▸ What the task requires:
Reproduce every record below, character by character.

▸ Input records:
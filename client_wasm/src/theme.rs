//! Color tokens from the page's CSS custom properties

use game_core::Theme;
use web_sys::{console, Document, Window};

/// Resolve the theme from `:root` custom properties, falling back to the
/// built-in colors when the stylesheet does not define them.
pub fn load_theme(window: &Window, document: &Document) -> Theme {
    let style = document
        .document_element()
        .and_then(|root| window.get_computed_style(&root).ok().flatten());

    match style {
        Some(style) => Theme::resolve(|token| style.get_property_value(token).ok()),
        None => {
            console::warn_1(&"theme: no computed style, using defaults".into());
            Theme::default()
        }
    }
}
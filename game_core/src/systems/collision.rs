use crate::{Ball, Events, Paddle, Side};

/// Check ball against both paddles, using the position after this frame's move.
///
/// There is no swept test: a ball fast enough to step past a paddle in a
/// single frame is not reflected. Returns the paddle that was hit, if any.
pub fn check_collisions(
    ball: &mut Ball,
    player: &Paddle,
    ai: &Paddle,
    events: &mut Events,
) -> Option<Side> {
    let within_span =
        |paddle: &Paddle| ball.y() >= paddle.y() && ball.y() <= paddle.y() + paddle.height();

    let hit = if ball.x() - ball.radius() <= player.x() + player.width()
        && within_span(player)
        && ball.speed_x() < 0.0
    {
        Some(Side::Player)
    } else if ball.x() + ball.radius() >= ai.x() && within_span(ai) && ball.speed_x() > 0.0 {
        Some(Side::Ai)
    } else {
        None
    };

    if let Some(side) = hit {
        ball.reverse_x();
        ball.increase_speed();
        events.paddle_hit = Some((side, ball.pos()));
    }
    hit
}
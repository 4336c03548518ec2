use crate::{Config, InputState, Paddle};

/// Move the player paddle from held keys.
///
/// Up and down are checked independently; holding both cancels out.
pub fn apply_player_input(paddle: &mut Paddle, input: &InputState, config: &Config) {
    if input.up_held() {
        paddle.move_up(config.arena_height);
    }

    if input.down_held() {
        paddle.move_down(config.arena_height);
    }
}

▸ Solved exercise:
filename client_wasm/src/theme.rs
//! Color tokens from the page's CSS custom properties

use game_core::Theme;
use web_sys::{console, Document, Window};

/// Resolve the theme from `:root` custom properties, falling back to the
/// built-in colors when the stylesheet does not define them.
pub fn load_theme(window: &Window, document: &Document) -> Theme {
    let style = document
        .document_element()
        .and_then(|root| window.get_computed_style(&root).ok().flatten());

    match style {
        Some(style) => Theme::resolve(|token| style.get_property_value(token).ok()),
        None => {
            console::warn_1(&"theme: no computed style, using defaults".into());
            Theme::default()
        }
    }
}
filename game_core/src/systems/collision.rs
use crate::{Ball, Events, Paddle, Side};

/// Check ball against both paddles, using the position after this frame's move.
///
/// There is no swept test: a ball fast enough to step past a paddle in a
/// single frame is not reflected. Returns the paddle that was hit, if any.
pub fn check_collisions(
    ball: &mut Ball,
    player: &Paddle,
    ai: &Paddle,
    events: &mut Events,
) -> Option<Side> {
    let within_span =
        |paddle: &Paddle| ball.y() >= paddle.y() && ball.y() <= paddle.y() + paddle.height();

    let hit = if ball.x() - ball.radius() <= player.x() + player.width()
        && within_span(player)
        && ball.speed_x() < 0.0
    {
        Some(Side::Player)
    } else if ball.x() + ball.radius() >= ai.x() && within_span(ai) && ball.speed_x() > 0.0 {
        Some(Side::Ai)
    } else {
        None
    };

    if let Some(side) = hit {
        ball.reverse_x();
        ball.increase_speed();
        events.paddle_hit = Some((side, ball.pos()));
    }
    hit
}
repository 4336c03548518ec2
use crate::{Config, InputState, Paddle};

/// Move the player paddle from held keys.
///
/// Up and down are checked independently; holding both cancels out.
pub fn apply_player_input(paddle: &mut Paddle, input: &InputState, config: &Config) {
    if input.up_held() {
        paddle.move_up(config.arena_height);
    }

    if input.down_held() {
        paddle.move_down(config.arena_height);
    }
}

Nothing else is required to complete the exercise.